What to produce: Look through the data below, and copy each line that carries the word "CurrentUserResponse".

Records provided:
►
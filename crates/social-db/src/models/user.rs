//! User database model

use chrono::{DateTime, Utc};
use sqlx::FromRow;

/// Database model for users table
#[derive(Debug, Clone, FromRow)]
pub struct UserModel {
    pub id: i64,
    pub token_identifier: String,
    pub name: Option<String>,
    pub email: String,
    pub avatar_url: String,
    pub is_online: bool,
    pub created_at: DateTime<Utc>,
    pub updated_at: DateTime<Utc>,
}
//! User service
//!
//! Read access to synced user profiles and caller resolution.

use social_core::entities::AuthenticatedCaller;
use social_core::Snowflake;
use tracing::{debug, instrument};

use crate::dto::{CurrentUserResponse, UserResponse};

use super::context::ServiceContext;
use super::error::{ServiceError, ServiceResult};

/// User service
pub struct UserService<'a> {
    ctx: &'a ServiceContext,
}

impl<'a> UserService<'a> {
    /// Create a new UserService
    pub fn new(ctx: &'a ServiceContext) -> Self {
        Self { ctx }
    }

    /// Map a verified token identifier to the synced user behind it
    ///
    /// # Errors
    /// `Unauthenticated` when no user was synced for the identifier yet
    #[instrument(skip(self))]
    pub async fn resolve_caller(&self, token_identifier: &str) -> ServiceResult<AuthenticatedCaller> {
        let user = self
            .ctx
            .user_repo()
            .find_by_token(token_identifier)
            .await?
            .ok_or_else(|| {
                debug!("Token identifier has no synced user");
                ServiceError::Unauthenticated
            })?;
        Ok(AuthenticatedCaller::new(user.id, user.token_identifier))
    }

    /// Caller's own profile
    #[instrument(skip(self, caller), fields(user_id = %caller.id))]
    pub async fn me(&self, caller: &AuthenticatedCaller) -> ServiceResult<CurrentUserResponse> {
        let user = self
            .ctx
            .user_repo()
            .find_by_id(caller.id)
            .await?
            .ok_or(ServiceError::Unauthenticated)?;

        Ok(CurrentUserResponse::from(&user))
    }

    /// All users by name
    #[instrument(skip(self))]
    pub async fn list_users(&self) -> ServiceResult<Vec<UserResponse>> {
        let users = self.ctx.user_repo().list().await?;
        Ok(users.into_iter().map(UserResponse::from).collect())
    }

    /// Get user by ID (public profile)
    #[instrument(skip(self))]
    pub async fn get_user(&self, user_id: Snowflake) -> ServiceResult<UserResponse> {
        let user = self
            .ctx
            .user_repo()
            .find_by_id(user_id)
            .await?
            .ok_or_else(|| ServiceError::not_found("User", user_id.to_string()))?;

        Ok(UserResponse::from(&user))
    }
}
//! # social-core
//!
//! Domain layer containing entities, value objects, the weekly contest rules and
//! the repository / media ports. This crate has zero dependencies on
//! infrastructure (database, web framework, etc.).

pub mod contest;
pub mod entities;
pub mod error;
pub mod traits;
pub mod value_objects;

// Re-export commonly used types at crate root
pub use contest::{select_winner, PostTally, PurgeReport, RoundSettlement};
pub use entities::{
    AuthenticatedCaller, Comment, Follow, Like, Notification, NotificationKind, Post, User,
    WallOfFameEntry, UNKNOWN_USER_NAME,
};
pub use error::DomainError;
pub use traits::{
    CommentRepository, ContestRepository, FollowRepository, LikeRepository, MediaStore,
    NotificationRepository, PostRepository, RepoResult, UserRepository, WallOfFameRepository,
};
pub use value_objects::{Snowflake, SnowflakeGenerator, SnowflakeParseError};
//! Post handlers
//!
//! Endpoints for creating, listing and deleting posts.

use axum::{extract::State, Json};
use social_service::{CreatePostRequest, PostResponse, PostService, UploadUrlResponse};

use crate::extractors::{AuthUser, IdPath, ValidatedJson};
use crate::response::{ApiResult, Created, NoContent};
use crate::state::AppState;

/// Create a post
///
/// POST /posts
pub async fn create_post(
    State(state): State<AppState>,
    auth: AuthUser,
    ValidatedJson(request): ValidatedJson<CreatePostRequest>,
) -> ApiResult<Created<Json<PostResponse>>> {
    let service = PostService::new(state.service_context());
    let response = service.create_post(&auth.caller, request).await?;
    Ok(Created(Json(response)))
}

/// Feed: posts of followed users first, then everything else, newest first
///
/// GET /posts
pub async fn get_feed(
    State(state): State<AppState>,
    auth: AuthUser,
) -> ApiResult<Json<Vec<PostResponse>>> {
    let service = PostService::new(state.service_context());
    Ok(Json(service.feed(&auth.caller).await?))
}

/// Delete a post along with its likes and comments
///
/// DELETE /posts/{post_id}
pub async fn delete_post(
    State(state): State<AppState>,
    auth: AuthUser,
    IdPath(post_id): IdPath,
) -> ApiResult<NoContent> {
    let service = PostService::new(state.service_context());
    service.delete_post(&auth.caller, post_id).await?;
    Ok(NoContent)
}

/// Issue a location to upload post media to
///
/// POST /posts/upload-url
pub async fn create_upload_url(
    State(state): State<AppState>,
    auth: AuthUser,
) -> ApiResult<Json<UploadUrlResponse>> {
    let service = PostService::new(state.service_context());
    Ok(Json(service.generate_upload_url(&auth.caller).await?))
}
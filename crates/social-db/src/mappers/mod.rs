//! Entity to model mappers
//!
//! Conversions from database rows (models) into domain entities (`social-core`).
//! Notification rows carry their kind as text, so that mapping is fallible.

mod comment;
mod follow;
mod like;
mod notification;
mod post;
mod user;
mod wall_of_fame;

pub use notification::notifications_from_models;
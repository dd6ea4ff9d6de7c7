//! Binary media storage port

use async_trait::async_trait;

use super::repositories::RepoResult;

/// Where post media lives. Posts only keep the opaque storage id.
#[async_trait]
pub trait MediaStore: Send + Sync {
    /// Issue a one-shot location the client uploads a file to
    async fn generate_upload_url(&self) -> RepoResult<String>;

    /// Public URL for a stored object, `None` when nothing is stored under `storage_id`
    async fn resolve_url(&self, storage_id: &str) -> RepoResult<Option<String>>;

    /// Accept the bytes uploaded to an issued location.
    /// Storing twice under one id fails with a validation error.
    async fn put(&self, storage_id: &str, content_type: &str, bytes: Vec<u8>) -> RepoResult<()>;

    /// Stored bytes and content type
    async fn get(&self, storage_id: &str) -> RepoResult<Option<(String, Vec<u8>)>>;
}
//! Response types and error handling for API endpoints
//!
//! Provides unified error handling and JSON response formatting.

use axum::{
    http::StatusCode,
    response::{IntoResponse, Response},
    Json,
};
use serde::Serialize;
use social_common::AppError;
use social_core::DomainError;
use social_service::ServiceError;
use thiserror::Error;
use tracing::error;
use validator::ValidationErrors;

/// API error type for consistent error responses
#[derive(Debug, Error)]
pub enum ApiError {
    #[error("{0}")]
    App(#[from] AppError),

    #[error("{0}")]
    Service(#[from] ServiceError),

    #[error("{0}")]
    Domain(#[from] DomainError),

    #[error("Validation error: {0}")]
    Validation(#[from] ValidationErrors),

    #[error("Invalid path parameter: {0}")]
    InvalidPath(String),

    #[error("Invalid request body: {0}")]
    InvalidBody(String),

    #[error("Missing authorization header")]
    MissingAuth,

    #[error("Invalid or missing scheduler key")]
    InvalidSchedulerKey,

    #[error("Internal server error")]
    Internal(#[source] anyhow::Error),
}

impl ApiError {
    /// Get HTTP status code for this error
    #[must_use]
    pub fn status_code(&self) -> StatusCode {
        match self {
            Self::App(e) => StatusCode::from_u16(e.status_code()).unwrap_or(StatusCode::INTERNAL_SERVER_ERROR),
            Self::Service(e) => StatusCode::from_u16(e.status_code()).unwrap_or(StatusCode::INTERNAL_SERVER_ERROR),
            Self::Domain(e) => {
                if e.is_not_found() {
                    StatusCode::NOT_FOUND
                } else if e.is_authorization() {
                    StatusCode::FORBIDDEN
                } else if e.is_validation() {
                    StatusCode::BAD_REQUEST
                } else if e.is_conflict() {
                    StatusCode::CONFLICT
                } else {
                    StatusCode::INTERNAL_SERVER_ERROR
                }
            }
            Self::Validation(_) | Self::InvalidPath(_) | Self::InvalidBody(_) => StatusCode::BAD_REQUEST,
            Self::MissingAuth => StatusCode::UNAUTHORIZED,
            Self::InvalidSchedulerKey => StatusCode::FORBIDDEN,
            Self::Internal(_) => StatusCode::INTERNAL_SERVER_ERROR,
        }
    }

    /// Get error code for API responses
    #[must_use]
    pub fn error_code(&self) -> &str {
        match self {
            Self::App(e) => e.error_code(),
            Self::Service(e) => e.error_code(),
            Self::Domain(e) => e.code(),
            Self::Validation(_) => "VALIDATION_ERROR",
            Self::InvalidPath(_) => "INVALID_PATH_PARAMETER",
            Self::InvalidBody(_) => "INVALID_BODY",
            Self::MissingAuth => "MISSING_AUTHORIZATION",
            Self::InvalidSchedulerKey => "INVALID_SCHEDULER_KEY",
            Self::Internal(_) => "INTERNAL_ERROR",
        }
    }

    /// Create an internal error from any error
    pub fn internal(err: impl Into<anyhow::Error>) -> Self {
        Self::Internal(err.into())
    }

    pub fn invalid_path(msg: impl Into<String>) -> Self {
        Self::InvalidPath(msg.into())
    }

    pub fn invalid_body(msg: impl Into<String>) -> Self {
        Self::InvalidBody(msg.into())
    }
}

/// Error response body
#[derive(Debug, Serialize)]
pub struct ErrorBody {
    pub error: ErrorDetail,
}

/// Error detail for API responses
#[derive(Debug, Serialize)]
pub struct ErrorDetail {
    pub code: String,
    pub message: String,
    #[serde(skip_serializing_if = "Option::is_none")]
    pub details: Option<serde_json::Value>,
}

impl IntoResponse for ApiError {
    fn into_response(self) -> Response {
        let status = self.status_code();
        let code = self.error_code().to_string();
        let message = self.to_string();

        // Log server errors
        if status.is_server_error() {
            error!(error = ?self, "Server error occurred");
        }

        let details = if let Self::Validation(errors) = &self {
            Some(serde_json::to_value(errors).unwrap_or_default())
        } else {
            None
        };

        let body = ErrorBody {
            error: ErrorDetail {
                code,
                message,
                details,
            },
        };

        (status, Json(body)).into_response()
    }
}

/// Type alias for API results
pub type ApiResult<T> = Result<T, ApiError>;

/// Created response (201) with JSON body
pub struct Created<T>(pub T);

impl<T: IntoResponse> IntoResponse for Created<T> {
    fn into_response(self) -> Response {
        let mut response = self.0.into_response();
        *response.status_mut() = StatusCode::CREATED;
        response
    }
}

/// No content response (204)
pub struct NoContent;

impl IntoResponse for NoContent {
    fn into_response(self) -> Response {
        StatusCode::NO_CONTENT.into_response()
    }
}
◄
Task output:
use crate::dto::{CurrentUserResponse, UserResponse};
    pub async fn me(&self, caller: &AuthenticatedCaller) -> ServiceResult<CurrentUserResponse> {
        Ok(CurrentUserResponse::from(&user))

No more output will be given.